Some people have a deep mistrust of the healthcare system and are afraid to complete any written documents for fear that appropriate care will be withheld. Nobody should be forced to complete these forms. I have a glimpse of those deep scars and understand why some choose not to put end of life issues in writing. I apologize to you if you or someone you love was wronged by our healthcare system – I always tried to provide the very best care to every one of my patients, but I know that our healthcare system is far from perfect or even altruistic in many ways.

The Caregiver Side

End of life issues affect caregivers, especially if the caregiver is a family member or close friend. Several comments in that Facebook discussion were words of affirmation for people who care for a family member who is chronically or terminally ill. Those small, seemingly insignificant caregiver acts might seem huge to the recipients of care.

I would encourage friends and other family members of those caregivers to offer specific help if possible and to provide encouraging words on a regular basis. Many caregivers struggle with burnout and extreme fatigue; many times insurance will not cover the cost of needed home care. A break for a few hours or even a heartfelt, kind word of encouragement might help tremendously.

The grief of loss often begins before a loved one dies, particularly if the illness is lengthy and progressive. Grief has a myriad of different stages, such as anger, bargaining, depression, acceptance, etc. A person might stay in one stage for a long time or might move through several different stages quickly. People can return to a previous stage years later. Many may feel guilty that someone for whom they cared died.

Caregivers may be surrounded by friends and family immediately after the death of a loved one, but the support often quickly fades. Continuing to offer moral support and specific help can go a long way to help that caregiver heal. Many caregivers feel guilty regarding the person's death; it takes time to work through those feelings.

To Speak or Not to Speak

In an effort to help, some people say things that may be quite hurtful to someone who is grieving a loss. If in doubt, it is best not to say it. Simply being there is often a welcome gift. Listen in a loving, kind, caring way. Offer a hug if appropriate, and keep holding on until she is ready to let go. If the person has a religious faith, ask what scripture passages bring peace to him and offer to read that passage if desired. If he would like for you to pray, a simple, heartfelt prayer may be helpful.

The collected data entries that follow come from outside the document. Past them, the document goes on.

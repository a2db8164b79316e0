//! Page-addressed variable-length blob storage
//!
//! Backs both the attribute store and the content store. The index is small
//! and loaded whole; page bytes are fetched with positioned reads on demand.

use crate::layout::{
    PAGE_DATA_SUFFIX, PAGE_INDEX_HEADER_SIZE, PAGE_INDEX_SUFFIX, PageEntry, PageIndexLayout,
};
use crate::raw_io::RawFile;
use bytes::Bytes;
use std::path::{Path, PathBuf};
use std::sync::atomic::{AtomicU64, Ordering};
use tracing::debug;
use vfscache_common::{Error, Result};

/// Read statistics of one page store
#[derive(Debug, Default)]
pub struct PageStoreStats {
    pub reads: AtomicU64,
    pub bytes_read: AtomicU64,
    pub read_errors: AtomicU64,
}

/// A read-only page store
#[derive(Debug)]
pub struct PageStore {
    name: String,
    index: Bytes,
    data: RawFile,
    layout: PageIndexLayout,
    pages: u32,
    stats: PageStoreStats,
}

/// Paths of the two files behind a store base name
pub fn store_files(dir: &Path, base_name: &str) -> (PathBuf, PathBuf) {
    (
        dir.join(format!("{base_name}{PAGE_INDEX_SUFFIX}")),
        dir.join(format!("{base_name}{PAGE_DATA_SUFFIX}")),
    )
}

impl PageStore {
    /// Open the store named `base_name` inside `dir`
    pub fn open(dir: &Path, base_name: &str, layout: PageIndexLayout) -> Result<Self> {
        let (index_path, data_path) = store_files(dir, base_name);
        let index = RawFile::open(&index_path)?.read_all()?;
        let data = RawFile::open(&data_path)?;
        let store = Self::new(base_name, index, data, layout)?;
        debug!(
            "Opened page store {} with {} pages ({} data bytes)",
            base_name,
            store.pages,
            store.data.size()
        );
        Ok(store)
    }

    fn new(name: &str, index: Bytes, data: RawFile, layout: PageIndexLayout) -> Result<Self> {
        if index.len() < PAGE_INDEX_HEADER_SIZE {
            return Err(Error::corrupt(format!(
                "page index of {name} shorter than its header"
            )));
        }
        let pages = u32::try_from((index.len() - PAGE_INDEX_HEADER_SIZE) / layout.entry_size())
            .map_err(|_| Error::corrupt(format!("page index of {name} too large")))?;

        Ok(Self {
            name: name.to_string(),
            index,
            data,
            layout,
            pages,
            stats: PageStoreStats::default(),
        })
    }

    /// Store base name
    pub fn name(&self) -> &str {
        &self.name
    }

    /// Number of pages the index describes
    pub const fn page_count(&self) -> u32 {
        self.pages
    }

    pub const fn stats(&self) -> &PageStoreStats {
        &self.stats
    }

    /// Index entry of a page
    pub fn entry(&self, page: u32) -> Result<PageEntry> {
        if page == 0 || page > self.pages {
            return Err(Error::not_found(format!(
                "page {page} in {} ({} pages)",
                self.name, self.pages
            )));
        }
        let entry_size = self.layout.entry_size();
        let start = PAGE_INDEX_HEADER_SIZE + (page as usize - 1) * entry_size;
        PageEntry::from_bytes(&self.index[start..start + entry_size], self.layout)
    }

    /// Full byte content of a page
    pub fn read(&self, page: u32) -> Result<Bytes> {
        let result = self
            .entry(page)
            .and_then(|entry| self.data.read_at(entry.address, entry.size as usize));

        match &result {
            Ok(bytes) => {
                self.stats.reads.fetch_add(1, Ordering::Relaxed);
                self.stats
                    .bytes_read
                    .fetch_add(bytes.len() as u64, Ordering::Relaxed);
            }
            Err(_) => {
                self.stats.read_errors.fetch_add(1, Ordering::Relaxed);
            }
        }
        result
    }
}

Avoid saying things to try to make it all better – you cannot make it all better. Loss hurts. Tears can help one to heal. Grief is a process that takes time. Sometimes a long time. Be willing to visit on a regular basis in the months after a loss when the grief really sinks in. Let the other person talk and simply listen. It might not seem like it at the time, but you are helping when you keep your mouth shut. Maintain confidentiality – assume that what that person says is meant only for your ears unless the person specifically mentions that he would like for you to share that information with others.

Fancy Isn't Necessary

Offering to help in a simple, tangible way may also be well received. Washing the clothes, cleaning the toilets, dusting the furniture, writing thank-you notes, mowing the yard, or taking the dog for a walk might seem less than exciting, but a caring act does not have to be exciting to be meaningful. Avoid mentioning those good deeds to others – doing kind acts incognito can help build trust.

Working with numerous cancer patients put me in a unique position in which I have learned to appreciate things that I did not even realize I took for granted. Even though I often used state-of-the-art equipment, I never forgot that I was caring for unique human beings who deserved my respect and the best holistic care that I could provide. My care included not only the one in the bed but also those who grieved beside the bed. No two patients were exactly alike; I learned to assess needs and respond accordingly. Grief is the same way, ever evolving. We can look for changes and adjust as needed.

A Cane and a Casket

In some cultures, a relative sits by the casket and leans on a cane, symbolizing how much he leaned on the loved one now gone and how he now needs support. May we all find someone on whom we can lean when times are tough.